AWS S3 与 Cloudflare R2 比较，（给AWS S3和CF R2选择困难症的你）

老张

给AWS S3和CF R2选择困难症的你，原文地址：https://kerkour.com/aws-s3-vs-cloudflare-r2-price-performance-user-experience

In September 2021, Cloudflare took the tech world by storm by announcing R2: a storage service accessible through the ubiquitous S3 API but that didn’t charge any egress (“bandwidth”) fees. You only pay for storage and read/write/delete requests.

It was a major kick in the incumbents’ balls who all charge extortionary fees for traffic leaving their networks. You don’t pay for traffic to and from a S3 bucket within an AWS region, but as soon as an object stored in an S3 bucket is accessed outside of its AWS region you pay $0.09 per GB, which adds up fast, really fast.

One year later, in September 2022, Cloudflare announced the general availability of R2: it should be reliable enough to be used in production.

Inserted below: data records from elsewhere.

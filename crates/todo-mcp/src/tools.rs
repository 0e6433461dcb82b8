//! MCP ツール定義とディスパッチ
//!
//! 各ツールは `ToolOutcome` を返す。呼び出し側へ例外は伝播させず、
//! 失敗は「どの操作が・なぜ」失敗したかを表すメッセージとして返す。

use serde::de::DeserializeOwned;
use serde::Deserialize;
use serde_json::{json, Value};
use std::fmt;
use thiserror::Error;
use tracing::{info, warn};

use crate::client::{CreateTodoRequest, TodoClient, UpdateFields};
use crate::types::ToolDefinition;

/// ツール呼び出しの失敗
#[derive(Debug, Clone, PartialEq, Eq, Error)]
#[error("{0}")]
pub struct ToolFailure(String);

impl ToolFailure {
    pub fn new(operation: &str, cause: impl fmt::Display) -> Self {
        Self(format!("{operation}: {cause}"))
    }

    pub fn message(&self) -> &str {
        &self.0
    }
}

/// 成功時は API の JSON そのもの、失敗時はメッセージ
pub type ToolOutcome = Result<Value, ToolFailure>;

/// 呼び出し側へ渡す値に変換する（失敗は `{"error": ...}`）
pub fn outcome_value(outcome: ToolOutcome) -> Value {
    match outcome {
        Ok(value) => value,
        Err(failure) => json!({ "error": failure.message() }),
    }
}

#[derive(Debug, Deserialize)]
struct TodoIdArgs {
    todo_id: String,
}

#[derive(Debug, Deserialize)]
struct CreateArgs {
    title: String,
    #[serde(default)]
    description: String,
    #[serde(default)]
    completed: bool,
}

#[derive(Debug, Deserialize)]
struct UpdateArgs {
    todo_id: String,
    #[serde(default)]
    title: Option<String>,
    #[serde(default)]
    description: Option<String>,
    #[serde(default)]
    completed: Option<bool>,
}

fn parse_args<T: DeserializeOwned>(tool: &str, args: &Value) -> Result<T, ToolFailure> {
    // 引数なしの呼び出しは空オブジェクトとして扱う
    let args = if args.is_null() { json!({}) } else { args.clone() };
    serde_json::from_value(args)
        .map_err(|e| ToolFailure::new(&format!("Invalid arguments for {tool}"), e))
}

fn todo_id_schema() -> Value {
    json!({
        "type": "string",
        "description": "ID of the todo"
    })
}

fn no_args_schema() -> Value {
    json!({ "type": "object", "properties": {} })
}

/// tools/list 用のツール定義一覧
pub fn list_tools() -> Vec<ToolDefinition> {
    vec![
        ToolDefinition {
            name: "list",
            description: "Get all todos from the todo list application.",
            input_schema: no_args_schema(),
        },
        ToolDefinition {
            name: "get",
            description: "Get a specific todo by its ID.",
            input_schema: json!({
                "type": "object",
                "properties": { "todo_id": todo_id_schema() },
                "required": ["todo_id"]
            }),
        },
        ToolDefinition {
            name: "create",
            description: "Create a new todo item.",
            input_schema: json!({
                "type": "object",
                "properties": {
                    "title": { "type": "string", "description": "Title of the todo" },
                    "description": { "type": "string", "description": "Optional details", "default": "" },
                    "completed": { "type": "boolean", "description": "Initial completion state", "default": false }
                },
                "required": ["title"]
            }),
        },
        ToolDefinition {
            name: "update",
            description: "Update an existing todo item. Only the supplied fields are changed.",
            input_schema: json!({
                "type": "object",
                "properties": {
                    "todo_id": todo_id_schema(),
                    "title": { "type": "string" },
                    "description": { "type": "string" },
                    "completed": { "type": "boolean" }
                },
                "required": ["todo_id"]
            }),
        },
        ToolDefinition {
            name: "delete",
            description: "Delete a todo item by its ID.",
            input_schema: json!({
                "type": "object",
                "properties": { "todo_id": todo_id_schema() },
                "required": ["todo_id"]
            }),
        },
        ToolDefinition {
            name: "list_completed",
            description: "Get all completed todos.",
            input_schema: no_args_schema(),
        },
        ToolDefinition {
            name: "list_pending",
            description: "Get all pending (incomplete) todos.",
            input_schema: no_args_schema(),
        },
        ToolDefinition {
            name: "mark_complete",
            description: "Mark a todo as completed.",
            input_schema: json!({
                "type": "object",
                "properties": { "todo_id": todo_id_schema() },
                "required": ["todo_id"]
            }),
        },
        ToolDefinition {
            name: "mark_pending",
            description: "Mark a todo as pending (incomplete).",
            input_schema: json!({
                "type": "object",
                "properties": { "todo_id": todo_id_schema() },
                "required": ["todo_id"]
            }),
        },
        ToolDefinition {
            name: "stats",
            description: "Get statistics about todos (total, completed, pending, completion rate).",
            input_schema: no_args_schema(),
        },
    ]
}

/// ツール群。状態は持たず、すべて todo-api へ転送する。
#[derive(Debug, Clone)]
pub struct TodoTools {
    client: TodoClient,
}

impl TodoTools {
    pub fn new(client: TodoClient) -> Self {
        Self { client }
    }

    pub async fn list(&self) -> ToolOutcome {
        self.client
            .list()
            .await
            .map_err(|e| ToolFailure::new("Failed to fetch todos", e))
    }

    pub async fn get(&self, todo_id: &str) -> ToolOutcome {
        self.client
            .get(todo_id)
            .await
            .map_err(|e| ToolFailure::new("Failed to fetch todo", e))
    }

    pub async fn create(&self, title: &str, description: &str, completed: bool) -> ToolOutcome {
        let request = CreateTodoRequest {
            title: title.to_string(),
            description: description.to_string(),
            completed,
        };
        self.client
            .create(&request)
            .await
            .map_err(|e| ToolFailure::new("Failed to create todo", e))
    }

    pub async fn update(&self, todo_id: &str, fields: &UpdateFields) -> ToolOutcome {
        self.client
            .update(todo_id, fields)
            .await
            .map_err(|e| ToolFailure::new("Failed to update todo", e))
    }

    pub async fn delete(&self, todo_id: &str) -> ToolOutcome {
        self.client
            .delete(todo_id)
            .await
            .map_err(|e| ToolFailure::new("Failed to delete todo", e))
    }

    pub async fn list_completed(&self) -> ToolOutcome {
        self.client
            .list_completed()
            .await
            .map_err(|e| ToolFailure::new("Failed to fetch completed todos", e))
    }

    pub async fn list_pending(&self) -> ToolOutcome {
        self.client
            .list_pending()
            .await
            .map_err(|e| ToolFailure::new("Failed to fetch pending todos", e))
    }

    pub async fn mark_complete(&self, todo_id: &str) -> ToolOutcome {
        self.update(todo_id, &UpdateFields::completed(true)).await
    }

    pub async fn mark_pending(&self, todo_id: &str) -> ToolOutcome {
        self.update(todo_id, &UpdateFields::completed(false)).await
    }

    pub async fn stats(&self) -> ToolOutcome {
        let stats = self
            .client
            .stats()
            .await
            .map_err(|e| ToolFailure::new("Failed to get stats", e))?;
        serde_json::to_value(stats).map_err(|e| ToolFailure::new("Failed to get stats", e))
    }

    /// 名前でツールを呼び出す
    pub async fn call(&self, name: &str, args: &Value) -> ToolOutcome {
        info!(tool = name, "tool call");
        let outcome = self.dispatch(name, args).await;
        if let Err(failure) = &outcome {
            warn!(tool = name, error = %failure, "tool call failed");
        }
        outcome
    }

    async fn dispatch(&self, name: &str, args: &Value) -> ToolOutcome {
        match name {
            "list" => self.list().await,
            "get" => {
                let args: TodoIdArgs = parse_args(name, args)?;
                self.get(&args.todo_id).await
            }
            "create" => {
                let args: CreateArgs = parse_args(name, args)?;
                self.create(&args.title, &args.description, args.completed)
                    .await
            }
            "update" => {
                let args: UpdateArgs = parse_args(name, args)?;
                let fields = UpdateFields {
                    title: args.title,
                    description: args.description,
                    completed: args.completed,
                };
                self.update(&args.todo_id, &fields).await
            }
            "delete" => {
                let args: TodoIdArgs = parse_args(name, args)?;
                self.delete(&args.todo_id).await
            }
            "list_completed" => self.list_completed().await,
            "list_pending" => self.list_pending().await,
            "mark_complete" => {
                let args: TodoIdArgs = parse_args(name, args)?;
                self.mark_complete(&args.todo_id).await
            }
            "mark_pending" => {
                let args: TodoIdArgs = parse_args(name, args)?;
                self.mark_pending(&args.todo_id).await
            }
            "stats" => self.stats().await,
            _ => Err(ToolFailure(format!("Unknown tool: {name}"))),
        }
    }
}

It’s now time to verify these claims and see how R2 compares to S3, AWS’ first service that is now powering most of the companies and websites in the world.

This article is an excerpt of my new book Cloudflare for Speed and Security where you will learn everything you need to know to build and deploy fast, secure and scalabale full-stack applications, all while reducing your cloud bill.
There is a special discount during the early-access, so don’t wait before it’s too late 🙂

Price
As mentioned in the introduction, R2’s major “innovation” is the free and unlimited ingress (inbound traffic, from internet to the bucket) and egress (outbound traffic, from the bucket to internet) which make it cheaper than S3 for most scenarios. The base price of R2 is also cheaper than S3.

S3 R2
Storage $0.023 / GB $0.015 / GB
GET, SELECT and other requests $0.40 / million (first 20,000 free) $0.36 / million (first 10,000,000 free)
PUT, COPY, POST, LIST requests $5 / million (first 2,000 free) $4.5 / million (first 1,000,000 free)
Egress $0.09 / GB free
As always, AWS’ pricing is actually more complex than that and requires a 10 men-months study to understand all the subtleties and how to plan accordingly, but you get the general idea: R2 is cheaper than S3, unless you are using S3 with Intelligent-Tiering and a lot of your data is not accessed often.

Examples:

You are storing and distributing public assets (such as AI model weights or video game assets):

S3 R2
Storage: 50TB $1150 $750
Read Requests: 50,000,000 $20 $14.4
Write Requests: 50,000 $0.25 free
Traffic: 500 TB $29,491.20 free
Total $30,661.45 $764.4
You are using S3/R2 as a data warehouse and querying it from EC2 instances in the same region:

S3 R2
Storage: 10TB $230 $150
Read Requests: 10,000,000 $4 free
Write Requests: 10,000,000 $50 $40.5
Traffic (in-region): 2 TB free free
Total $284 $190.5
You are using S3/R2 as a data warehouse and querying it from compute instances from another cloud provider:

S3 R2
Storage: 10TB $230 $150
Read Requests: 10,000,000 $4 free
Write Requests: 10,000,000 $50 $40.5
Traffic: 2 TB $180 free
Total $464 $190.5
You are storing video-surveillance footages with S3 Intelligent-Tiering where only a small portion of the data is ever retrieved:

S3 R2
Storage - R2 Standard: 500TB - $7,500
Storage - S3 Frequent Access: 1TB $23 -
Storage - S3 Infrequent Access: 4TB $50 -
Storage - S3 Archive Instant Access: 495TB $1980 -
Traffic: 5 TB $450 free
Total $2,503 $7,500
So, the only realistic scenario where S3 beats R2 is when you have a lot of data that is not accessed often, and you are using the S3 Intelligent-Tiering storage class.

Performance
Being the oldest AWS service, S3 is extremely reliable, but being based on Hard Disk (and not SSDs), not that fast. As you will see below, you should not expect latencies under _30ms, even in the same region. Note that AWS recently launched the new S3 Express One Zone storage class which is less reliable but provides single-digit milliseconds latency.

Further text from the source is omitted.